Data:
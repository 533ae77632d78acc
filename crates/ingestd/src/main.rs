//! ingestd - rate-limited market data ingestion daemon
//!
//! Loads configured datasets through a quota-gated executor into SQLite,
//! supervises pipeline health and serves snapshots over HTTP.

use anyhow::{Context, Result};
use ingest_lib::{
    health::{
        Alerter, ApiProbe, DataFreshnessProbe, DatabaseProbe, DiskSpaceProbe, ErrorRateProbe,
        HealthCheckSet, HealthSupervisor, HealthThresholds, MemoryProbe, RateLimitProbe,
        SysinfoHost,
    },
    limiter::{HttpTransport, RequestExecutor, Transport, UsageRecorder},
    loader::{DatasetLoader, DatasetSpec},
    observability::{IngestMetrics, StructuredLogger},
    publisher::{self, AppState},
    sink::{run_call_log_pruning, PersistenceSink, SqliteSink},
};
use std::path::Path;
use std::sync::Arc;
use std::time::Duration;
use tokio_util::sync::CancellationToken;
use tracing::{error, info, warn};
use tracing_subscriber::{fmt, prelude::*, EnvFilter};

mod config;
mod notifier;

const DAEMON_VERSION: &str = env!("CARGO_PKG_VERSION");

#[tokio::main]
async fn main() -> Result<()> {
    // Initialize tracing with JSON output and env filter
    tracing_subscriber::registry()
        .with(EnvFilter::try_from_default_env().unwrap_or_else(|_| EnvFilter::new("info")))
        .with(fmt::layer().json())
        .init();

    info!("Starting ingestd");

    let config = config::DaemonConfig::load()?;
    info!(
        instance = %config.instance_name,
        datasets = config.datasets.len(),
        symbols = config.symbols.len(),
        "Daemon configured"
    );

    let metrics = IngestMetrics::new();
    let logger = StructuredLogger::new(&config.instance_name);
    let limiter = config.rate_limiter();
    logger.log_startup(DAEMON_VERSION, limiter.per_minute_cap, limiter.per_second_cap);

    let sqlite = Arc::new(
        open_database(&config.database_url)
            .await
            .with_context(|| format!("failed to open database {}", config.database_url))?,
    );
    let sink: Arc<dyn PersistenceSink> = sqlite.clone();

    let transport: Arc<dyn Transport> = Arc::new(HttpTransport::new(config.transport())?);
    let usage = Arc::new(UsageRecorder::default());
    let executor = Arc::new(
        RequestExecutor::new(limiter, transport.clone())
            .with_usage(usage.clone())
            .with_sink(sink.clone()),
    );

    // Health checks
    let thresholds = HealthThresholds::default();
    let host = Arc::new(SysinfoHost::new(&config.disk_path));
    let checks = HealthCheckSet::new()
        .with_probe(Arc::new(DatabaseProbe::new(sink.clone(), thresholds.clone())))
        .with_probe(Arc::new(ApiProbe::new(
            transport.clone(),
            executor.quota(),
            config.api_probe_endpoint.clone(),
        )))
        .with_probe(Arc::new(DiskSpaceProbe::new(host.clone(), thresholds.clone())))
        .with_probe(Arc::new(MemoryProbe::new(host.clone(), thresholds.clone())))
        .with_probe(Arc::new(DataFreshnessProbe::new(
            sink.clone(),
            config.freshness_targets(),
            thresholds.clone(),
        )))
        .with_probe(Arc::new(RateLimitProbe::new(executor.quota(), thresholds.clone())))
        .with_probe(Arc::new(ErrorRateProbe::new(sink.clone(), thresholds)));

    let alerter = Arc::new(Alerter::new(Duration::from_secs(config.alert_suppression_secs)));
    let supervisor = Arc::new(
        HealthSupervisor::new(config.supervisor(), checks, alerter)
            .with_host(host)
            .with_sink(sink.clone())
            .with_logger(logger.clone()),
    );

    let shutdown = CancellationToken::new();
    let mut tasks = Vec::new();

    if let Some(url) = &config.alert_webhook_url {
        let forwarder = notifier::AlertForwarder::new(url.clone(), config.instance_name.clone())?;
        tasks.push(tokio::spawn(forwarder.run(supervisor.subscribe(), shutdown.clone())));
    }

    supervisor.start().await;

    tasks.push(tokio::spawn(usage.clone().run_pruning(
        Duration::from_secs(config.usage_prune_interval_secs.max(1)),
        Duration::from_secs(config.usage_retention_secs),
        logger.clone(),
        shutdown.clone(),
    )));

    tasks.push(tokio::spawn(run_call_log_pruning(
        sink.clone(),
        Duration::from_secs(config.usage_prune_interval_secs.max(1)),
        config.call_log_retention(),
        shutdown.clone(),
    )));

    let loader = DatasetLoader::new(executor.clone(), sink.clone())
        .with_batches(config.light_batch(), config.heavy_batch());
    tasks.push(tokio::spawn(run_loads(
        loader,
        config.datasets.clone(),
        config.symbols.clone(),
        Duration::from_secs(config.load_interval_secs),
        logger.clone(),
        shutdown.clone(),
    )));

    // Start health/stats/metrics server
    let app_state = Arc::new(AppState::new(executor, supervisor.clone(), sink, metrics));
    let api_handle = tokio::spawn(publisher::serve(config.api_port, app_state, shutdown.clone()));

    tokio::select! {
        signal = tokio::signal::ctrl_c() => {
            signal.context("failed to listen for shutdown signal")?;
            logger.log_shutdown("SIGINT received");
        }
        served = api_handle => {
            // The server only returns early when it could not bind or crashed
            match served {
                Ok(Ok(())) => logger.log_shutdown("API server stopped"),
                Ok(Err(e)) => {
                    error!(error = %e, "API server failed");
                    shutdown.cancel();
                    supervisor.stop().await;
                    return Err(e);
                }
                Err(e) => {
                    error!(error = %e, "API server task panicked");
                    logger.log_shutdown("API server task panicked");
                }
            }
        }
    }

    info!("Shutting down");
    shutdown.cancel();
    supervisor.stop().await;
    for task in tasks {
        if let Err(e) = task.await {
            warn!(error = %e, "Background task ended abnormally");
        }
    }
    sqlite.close().await;

    Ok(())
}

/// Open a `sqlite:` URL, or treat anything else as a file path
async fn open_database(database_url: &str) -> ingest_lib::Result<SqliteSink> {
    if database_url.starts_with("sqlite:") {
        SqliteSink::open(database_url).await
    } else {
        SqliteSink::open_path(Path::new(database_url)).await
    }
}

/// Load every dataset now, then again every `every` unless it is zero
async fn run_loads(
    loader: DatasetLoader,
    datasets: Vec<DatasetSpec>,
    symbols: Vec<String>,
    every: Duration,
    logger: StructuredLogger,
    shutdown: CancellationToken,
) {
    if datasets.is_empty() || symbols.is_empty() {
        info!("No datasets or symbols configured, skipping loads");
        return;
    }

    loop {
        for spec in &datasets {
            if shutdown.is_cancelled() {
                return;
            }
            let summary = loader.load(spec, &symbols).await;
            logger.log_dataset_loaded(
                &summary.dataset,
                summary.succeeded,
                summary.failed,
                summary.records_written,
            );
            for (symbol, reason) in summary.failures() {
                warn!(dataset = %summary.dataset, symbol = %symbol, reason = %reason, "Load failure");
            }
        }

        if every.is_zero() {
            info!("One-shot load finished");
            return;
        }

        tokio::select! {
            _ = tokio::time::sleep(every) => {}
            _ = shutdown.cancelled() => return,
        }
    }
}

Prompt:
The full listing must come back exactly as given.

Task output:
repository 533ae77632d78acc
filename crates/ingestd/src/main.rs
//! ingestd - rate-limited market data ingestion daemon
//!
//! Loads configured datasets through a quota-gated executor into SQLite,
//! supervises pipeline health and serves snapshots over HTTP.

use anyhow::{Context, Result};
use ingest_lib::{
    health::{
        Alerter, ApiProbe, DataFreshnessProbe, DatabaseProbe, DiskSpaceProbe, ErrorRateProbe,
        HealthCheckSet, HealthSupervisor, HealthThresholds, MemoryProbe, RateLimitProbe,
        SysinfoHost,
    },
    limiter::{HttpTransport, RequestExecutor, Transport, UsageRecorder},
    loader::{DatasetLoader, DatasetSpec},
    observability::{IngestMetrics, StructuredLogger},
    publisher::{self, AppState},
    sink::{run_call_log_pruning, PersistenceSink, SqliteSink},
};
use std::path::Path;
use std::sync::Arc;
use std::time::Duration;
use tokio_util::sync::CancellationToken;
use tracing::{error, info, warn};
use tracing_subscriber::{fmt, prelude::*, EnvFilter};

mod config;
mod notifier;

const DAEMON_VERSION: &str = env!("CARGO_PKG_VERSION");

#[tokio::main]
async fn main() -> Result<()> {
    // Initialize tracing with JSON output and env filter
    tracing_subscriber::registry()
        .with(EnvFilter::try_from_default_env().unwrap_or_else(|_| EnvFilter::new("info")))
        .with(fmt::layer().json())
        .init();

    info!("Starting ingestd");

    let config = config::DaemonConfig::load()?;
    info!(
        instance = %config.instance_name,
        datasets = config.datasets.len(),
        symbols = config.symbols.len(),
        "Daemon configured"
    );

    let metrics = IngestMetrics::new();
    let logger = StructuredLogger::new(&config.instance_name);
    let limiter = config.rate_limiter();
    logger.log_startup(DAEMON_VERSION, limiter.per_minute_cap, limiter.per_second_cap);

    let sqlite = Arc::new(
        open_database(&config.database_url)
            .await
            .with_context(|| format!("failed to open database {}", config.database_url))?,
    );
    let sink: Arc<dyn PersistenceSink> = sqlite.clone();

    let transport: Arc<dyn Transport> = Arc::new(HttpTransport::new(config.transport())?);
    let usage = Arc::new(UsageRecorder::default());
    let executor = Arc::new(
        RequestExecutor::new(limiter, transport.clone())
            .with_usage(usage.clone())
            .with_sink(sink.clone()),
    );

    // Health checks
    let thresholds = HealthThresholds::default();
    let host = Arc::new(SysinfoHost::new(&config.disk_path));
    let checks = HealthCheckSet::new()
        .with_probe(Arc::new(DatabaseProbe::new(sink.clone(), thresholds.clone())))
        .with_probe(Arc::new(ApiProbe::new(
            transport.clone(),
            executor.quota(),
            config.api_probe_endpoint.clone(),
        )))
        .with_probe(Arc::new(DiskSpaceProbe::new(host.clone(), thresholds.clone())))
        .with_probe(Arc::new(MemoryProbe::new(host.clone(), thresholds.clone())))
        .with_probe(Arc::new(DataFreshnessProbe::new(
            sink.clone(),
            config.freshness_targets(),
            thresholds.clone(),
        )))
        .with_probe(Arc::new(RateLimitProbe::new(executor.quota(), thresholds.clone())))
        .with_probe(Arc::new(ErrorRateProbe::new(sink.clone(), thresholds)));

    let alerter = Arc::new(Alerter::new(Duration::from_secs(config.alert_suppression_secs)));
    let supervisor = Arc::new(
        HealthSupervisor::new(config.supervisor(), checks, alerter)
            .with_host(host)
            .with_sink(sink.clone())
            .with_logger(logger.clone()),
    );

    let shutdown = CancellationToken::new();
    let mut tasks = Vec::new();

    if let Some(url) = &config.alert_webhook_url {
        let forwarder = notifier::AlertForwarder::new(url.clone(), config.instance_name.clone())?;
        tasks.push(tokio::spawn(forwarder.run(supervisor.subscribe(), shutdown.clone())));
    }

    supervisor.start().await;

    tasks.push(tokio::spawn(usage.clone().run_pruning(
        Duration::from_secs(config.usage_prune_interval_secs.max(1)),
        Duration::from_secs(config.usage_retention_secs),
        logger.clone(),
        shutdown.clone(),
    )));

    tasks.push(tokio::spawn(run_call_log_pruning(
        sink.clone(),
        Duration::from_secs(config.usage_prune_interval_secs.max(1)),
        config.call_log_retention(),
        shutdown.clone(),
    )));

    let loader = DatasetLoader::new(executor.clone(), sink.clone())
        .with_batches(config.light_batch(), config.heavy_batch());
    tasks.push(tokio::spawn(run_loads(
        loader,
        config.datasets.clone(),
        config.symbols.clone(),
        Duration::from_secs(config.load_interval_secs),
        logger.clone(),
        shutdown.clone(),
    )));

    // Start health/stats/metrics server
    let app_state = Arc::new(AppState::new(executor, supervisor.clone(), sink, metrics));
    let api_handle = tokio::spawn(publisher::serve(config.api_port, app_state, shutdown.clone()));

    tokio::select! {
        signal = tokio::signal::ctrl_c() => {
            signal.context("failed to listen for shutdown signal")?;
            logger.log_shutdown("SIGINT received");
        }
        served = api_handle => {
            // The server only returns early when it could not bind or crashed
            match served {
                Ok(Ok(())) => logger.log_shutdown("API server stopped"),
                Ok(Err(e)) => {
                    error!(error = %e, "API server failed");
                    shutdown.cancel();
                    supervisor.stop().await;
                    return Err(e);
                }
                Err(e) => {
                    error!(error = %e, "API server task panicked");
                    logger.log_shutdown("API server task panicked");
                }
            }
        }
    }

    info!("Shutting down");
    shutdown.cancel();
    supervisor.stop().await;
    for task in tasks {
        if let Err(e) = task.await {
            warn!(error = %e, "Background task ended abnormally");
        }
    }
    sqlite.close().await;

    Ok(())
}

/// Open a `sqlite:` URL, or treat anything else as a file path
async fn open_database(database_url: &str) -> ingest_lib::Result<SqliteSink> {
    if database_url.starts_with("sqlite:") {
        SqliteSink::open(database_url).await
    } else {
        SqliteSink::open_path(Path::new(database_url)).await
    }
}

/// Load every dataset now, then again every `every` unless it is zero
async fn run_loads(
    loader: DatasetLoader,
    datasets: Vec<DatasetSpec>,
    symbols: Vec<String>,
    every: Duration,
    logger: StructuredLogger,
    shutdown: CancellationToken,
) {
    if datasets.is_empty() || symbols.is_empty() {
        info!("No datasets or symbols configured, skipping loads");
        return;
    }

    loop {
        for spec in &datasets {
            if shutdown.is_cancelled() {
                return;
            }
            let summary = loader.load(spec, &symbols).await;
            logger.log_dataset_loaded(
                &summary.dataset,
                summary.succeeded,
                summary.failed,
                summary.records_written,
            );
            for (symbol, reason) in summary.failures() {
                warn!(dataset = %summary.dataset, symbol = %symbol, reason = %reason, "Load failure");
            }
        }

        if every.is_zero() {
            info!("One-shot load finished");
            return;
        }

        tokio::select! {
            _ = tokio::time::sleep(every) => {}
            _ = shutdown.cancelled() => return,
        }
    }
}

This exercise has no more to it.